- _WHAT IS REQUIRED_
Set down the records below in full, exactly as they read.

━━ DATASET RECORDS

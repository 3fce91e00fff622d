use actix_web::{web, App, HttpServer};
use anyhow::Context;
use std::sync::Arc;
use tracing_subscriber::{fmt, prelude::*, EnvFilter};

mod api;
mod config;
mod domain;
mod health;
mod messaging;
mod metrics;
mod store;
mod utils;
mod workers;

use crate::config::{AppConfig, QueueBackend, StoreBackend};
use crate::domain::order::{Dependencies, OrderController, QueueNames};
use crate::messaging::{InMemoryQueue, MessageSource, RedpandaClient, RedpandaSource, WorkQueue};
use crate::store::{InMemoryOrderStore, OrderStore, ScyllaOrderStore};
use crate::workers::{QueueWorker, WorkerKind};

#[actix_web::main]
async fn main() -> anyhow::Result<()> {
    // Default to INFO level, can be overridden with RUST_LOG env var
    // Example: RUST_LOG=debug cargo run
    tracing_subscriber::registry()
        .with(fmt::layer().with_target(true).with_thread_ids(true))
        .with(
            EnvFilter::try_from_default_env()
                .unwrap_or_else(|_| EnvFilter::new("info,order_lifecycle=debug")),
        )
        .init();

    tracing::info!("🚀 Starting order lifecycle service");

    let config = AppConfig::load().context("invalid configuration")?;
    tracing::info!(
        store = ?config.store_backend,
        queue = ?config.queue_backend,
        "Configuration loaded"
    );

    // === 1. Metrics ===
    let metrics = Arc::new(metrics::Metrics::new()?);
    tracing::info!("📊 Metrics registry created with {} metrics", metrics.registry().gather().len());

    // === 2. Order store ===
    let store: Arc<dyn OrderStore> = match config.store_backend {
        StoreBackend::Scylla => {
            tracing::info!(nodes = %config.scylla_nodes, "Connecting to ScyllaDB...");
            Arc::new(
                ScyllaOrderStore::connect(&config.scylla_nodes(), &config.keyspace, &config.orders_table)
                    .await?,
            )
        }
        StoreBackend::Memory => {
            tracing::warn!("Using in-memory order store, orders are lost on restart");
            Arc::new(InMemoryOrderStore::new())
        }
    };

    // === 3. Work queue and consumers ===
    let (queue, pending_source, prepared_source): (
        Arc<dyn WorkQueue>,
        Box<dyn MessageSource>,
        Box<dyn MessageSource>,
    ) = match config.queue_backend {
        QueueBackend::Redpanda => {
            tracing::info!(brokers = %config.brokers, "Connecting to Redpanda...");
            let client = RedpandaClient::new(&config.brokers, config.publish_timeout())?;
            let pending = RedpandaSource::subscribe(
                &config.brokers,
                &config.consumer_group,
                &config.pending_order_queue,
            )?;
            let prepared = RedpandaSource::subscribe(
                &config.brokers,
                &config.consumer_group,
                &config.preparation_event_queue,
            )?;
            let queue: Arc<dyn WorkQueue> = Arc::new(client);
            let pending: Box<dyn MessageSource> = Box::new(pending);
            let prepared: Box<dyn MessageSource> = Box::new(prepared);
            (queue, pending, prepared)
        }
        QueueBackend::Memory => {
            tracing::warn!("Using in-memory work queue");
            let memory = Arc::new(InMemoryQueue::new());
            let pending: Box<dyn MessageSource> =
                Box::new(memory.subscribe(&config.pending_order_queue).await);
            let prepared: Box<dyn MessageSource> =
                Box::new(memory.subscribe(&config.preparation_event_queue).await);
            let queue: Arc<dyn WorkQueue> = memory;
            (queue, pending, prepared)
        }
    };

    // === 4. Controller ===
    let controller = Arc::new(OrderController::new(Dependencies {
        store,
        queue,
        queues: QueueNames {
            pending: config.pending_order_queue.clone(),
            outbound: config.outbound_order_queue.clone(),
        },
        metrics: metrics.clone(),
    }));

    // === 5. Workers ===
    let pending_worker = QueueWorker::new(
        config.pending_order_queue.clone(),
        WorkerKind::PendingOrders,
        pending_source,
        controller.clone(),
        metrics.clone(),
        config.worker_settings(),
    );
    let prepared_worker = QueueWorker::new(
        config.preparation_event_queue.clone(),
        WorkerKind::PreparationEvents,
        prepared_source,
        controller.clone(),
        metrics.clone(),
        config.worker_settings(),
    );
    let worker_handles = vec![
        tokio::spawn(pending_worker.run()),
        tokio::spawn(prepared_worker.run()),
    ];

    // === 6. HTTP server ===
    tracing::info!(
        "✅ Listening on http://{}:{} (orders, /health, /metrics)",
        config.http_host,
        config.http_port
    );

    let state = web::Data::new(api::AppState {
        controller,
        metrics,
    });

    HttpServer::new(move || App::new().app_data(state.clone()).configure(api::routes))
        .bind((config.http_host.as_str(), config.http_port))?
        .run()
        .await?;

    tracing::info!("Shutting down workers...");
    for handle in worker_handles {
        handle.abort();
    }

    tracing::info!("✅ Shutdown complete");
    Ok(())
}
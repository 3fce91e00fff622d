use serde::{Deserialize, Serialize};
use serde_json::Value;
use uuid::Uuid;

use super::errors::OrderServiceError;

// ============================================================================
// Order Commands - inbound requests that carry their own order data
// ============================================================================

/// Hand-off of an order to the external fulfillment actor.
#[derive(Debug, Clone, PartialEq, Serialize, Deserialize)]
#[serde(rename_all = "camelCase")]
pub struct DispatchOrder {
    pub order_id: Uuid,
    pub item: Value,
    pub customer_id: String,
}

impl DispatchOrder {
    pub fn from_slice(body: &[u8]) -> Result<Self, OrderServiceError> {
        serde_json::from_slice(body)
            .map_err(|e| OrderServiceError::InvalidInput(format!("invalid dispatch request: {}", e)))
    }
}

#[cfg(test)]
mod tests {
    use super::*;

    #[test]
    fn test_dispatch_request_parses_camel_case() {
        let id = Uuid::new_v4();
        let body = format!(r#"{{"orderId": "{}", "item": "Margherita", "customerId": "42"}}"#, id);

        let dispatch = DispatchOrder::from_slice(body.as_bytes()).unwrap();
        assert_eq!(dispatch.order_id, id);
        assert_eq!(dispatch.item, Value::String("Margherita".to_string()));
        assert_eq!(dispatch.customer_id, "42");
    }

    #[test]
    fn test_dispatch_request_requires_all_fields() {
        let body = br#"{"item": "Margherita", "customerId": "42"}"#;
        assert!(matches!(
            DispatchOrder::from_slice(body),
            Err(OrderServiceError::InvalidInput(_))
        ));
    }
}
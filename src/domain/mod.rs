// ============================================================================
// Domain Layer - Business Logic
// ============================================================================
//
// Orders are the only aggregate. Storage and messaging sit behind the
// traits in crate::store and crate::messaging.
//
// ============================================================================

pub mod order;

━━━━

- _EXERCISE OUTPUT_
repository 3fce91e00fff622d
use actix_web::{web, App, HttpServer};
use anyhow::Context;
use std::sync::Arc;
use tracing_subscriber::{fmt, prelude::*, EnvFilter};

mod api;
mod config;
mod domain;
mod health;
mod messaging;
mod metrics;
mod store;
mod utils;
mod workers;

use crate::config::{AppConfig, QueueBackend, StoreBackend};
use crate::domain::order::{Dependencies, OrderController, QueueNames};
use crate::messaging::{InMemoryQueue, MessageSource, RedpandaClient, RedpandaSource, WorkQueue};
use crate::store::{InMemoryOrderStore, OrderStore, ScyllaOrderStore};
use crate::workers::{QueueWorker, WorkerKind};

#[actix_web::main]
async fn main() -> anyhow::Result<()> {
    // Default to INFO level, can be overridden with RUST_LOG env var
    // Example: RUST_LOG=debug cargo run
    tracing_subscriber::registry()
        .with(fmt::layer().with_target(true).with_thread_ids(true))
        .with(
            EnvFilter::try_from_default_env()
                .unwrap_or_else(|_| EnvFilter::new("info,order_lifecycle=debug")),
        )
        .init();

    tracing::info!("🚀 Starting order lifecycle service");

    let config = AppConfig::load().context("invalid configuration")?;
    tracing::info!(
        store = ?config.store_backend,
        queue = ?config.queue_backend,
        "Configuration loaded"
    );

    // === 1. Metrics ===
    let metrics = Arc::new(metrics::Metrics::new()?);
    tracing::info!("📊 Metrics registry created with {} metrics", metrics.registry().gather().len());

    // === 2. Order store ===
    let store: Arc<dyn OrderStore> = match config.store_backend {
        StoreBackend::Scylla => {
            tracing::info!(nodes = %config.scylla_nodes, "Connecting to ScyllaDB...");
            Arc::new(
                ScyllaOrderStore::connect(&config.scylla_nodes(), &config.keyspace, &config.orders_table)
                    .await?,
            )
        }
        StoreBackend::Memory => {
            tracing::warn!("Using in-memory order store, orders are lost on restart");
            Arc::new(InMemoryOrderStore::new())
        }
    };

    // === 3. Work queue and consumers ===
    let (queue, pending_source, prepared_source): (
        Arc<dyn WorkQueue>,
        Box<dyn MessageSource>,
        Box<dyn MessageSource>,
    ) = match config.queue_backend {
        QueueBackend::Redpanda => {
            tracing::info!(brokers = %config.brokers, "Connecting to Redpanda...");
            let client = RedpandaClient::new(&config.brokers, config.publish_timeout())?;
            let pending = RedpandaSource::subscribe(
                &config.brokers,
                &config.consumer_group,
                &config.pending_order_queue,
            )?;
            let prepared = RedpandaSource::subscribe(
                &config.brokers,
                &config.consumer_group,
                &config.preparation_event_queue,
            )?;
            let queue: Arc<dyn WorkQueue> = Arc::new(client);
            let pending: Box<dyn MessageSource> = Box::new(pending);
            let prepared: Box<dyn MessageSource> = Box::new(prepared);
            (queue, pending, prepared)
        }
        QueueBackend::Memory => {
            tracing::warn!("Using in-memory work queue");
            let memory = Arc::new(InMemoryQueue::new());
            let pending: Box<dyn MessageSource> =
                Box::new(memory.subscribe(&config.pending_order_queue).await);
            let prepared: Box<dyn MessageSource> =
                Box::new(memory.subscribe(&config.preparation_event_queue).await);
            let queue: Arc<dyn WorkQueue> = memory;
            (queue, pending, prepared)
        }
    };

    // === 4. Controller ===
    let controller = Arc::new(OrderController::new(Dependencies {
        store,
        queue,
        queues: QueueNames {
            pending: config.pending_order_queue.clone(),
            outbound: config.outbound_order_queue.clone(),
        },
        metrics: metrics.clone(),
    }));

    // === 5. Workers ===
    let pending_worker = QueueWorker::new(
        config.pending_order_queue.clone(),
        WorkerKind::PendingOrders,
        pending_source,
        controller.clone(),
        metrics.clone(),
        config.worker_settings(),
    );
    let prepared_worker = QueueWorker::new(
        config.preparation_event_queue.clone(),
        WorkerKind::PreparationEvents,
        prepared_source,
        controller.clone(),
        metrics.clone(),
        config.worker_settings(),
    );
    let worker_handles = vec![
        tokio::spawn(pending_worker.run()),
        tokio::spawn(prepared_worker.run()),
    ];

    // === 6. HTTP server ===
    tracing::info!(
        "✅ Listening on http://{}:{} (orders, /health, /metrics)",
        config.http_host,
        config.http_port
    );

    let state = web::Data::new(api::AppState {
        controller,
        metrics,
    });

    HttpServer::new(move || App::new().app_data(state.clone()).configure(api::routes))
        .bind((config.http_host.as_str(), config.http_port))?
        .run()
        .await?;

    tracing::info!("Shutting down workers...");
    for handle in worker_handles {
        handle.abort();
    }

    tracing::info!("✅ Shutdown complete");
    Ok(())
}
repository 3fce91e00fff622d
use serde::{Deserialize, Serialize};
use serde_json::Value;
use uuid::Uuid;

use super::errors::OrderServiceError;

// ============================================================================
// Order Commands - inbound requests that carry their own order data
// ============================================================================

/// Hand-off of an order to the external fulfillment actor.
#[derive(Debug, Clone, PartialEq, Serialize, Deserialize)]
#[serde(rename_all = "camelCase")]
pub struct DispatchOrder {
    pub order_id: Uuid,
    pub item: Value,
    pub customer_id: String,
}

impl DispatchOrder {
    pub fn from_slice(body: &[u8]) -> Result<Self, OrderServiceError> {
        serde_json::from_slice(body)
            .map_err(|e| OrderServiceError::InvalidInput(format!("invalid dispatch request: {}", e)))
    }
}

#[cfg(test)]
mod tests {
    use super::*;

    #[test]
    fn test_dispatch_request_parses_camel_case() {
        let id = Uuid::new_v4();
        let body = format!(r#"{{"orderId": "{}", "item": "Margherita", "customerId": "42"}}"#, id);

        let dispatch = DispatchOrder::from_slice(body.as_bytes()).unwrap();
        assert_eq!(dispatch.order_id, id);
        assert_eq!(dispatch.item, Value::String("Margherita".to_string()));
        assert_eq!(dispatch.customer_id, "42");
    }

    #[test]
    fn test_dispatch_request_requires_all_fields() {
        let body = br#"{"item": "Margherita", "customerId": "42"}"#;
        assert!(matches!(
            DispatchOrder::from_slice(body),
            Err(OrderServiceError::InvalidInput(_))
        ));
    }
}
filename src/domain/mod.rs
// ============================================================================
// Domain Layer - Business Logic
// ============================================================================
//
// Orders are the only aggregate. Storage and messaging sit behind the
// traits in crate::store and crate::messaging.
//
// ============================================================================

pub mod order;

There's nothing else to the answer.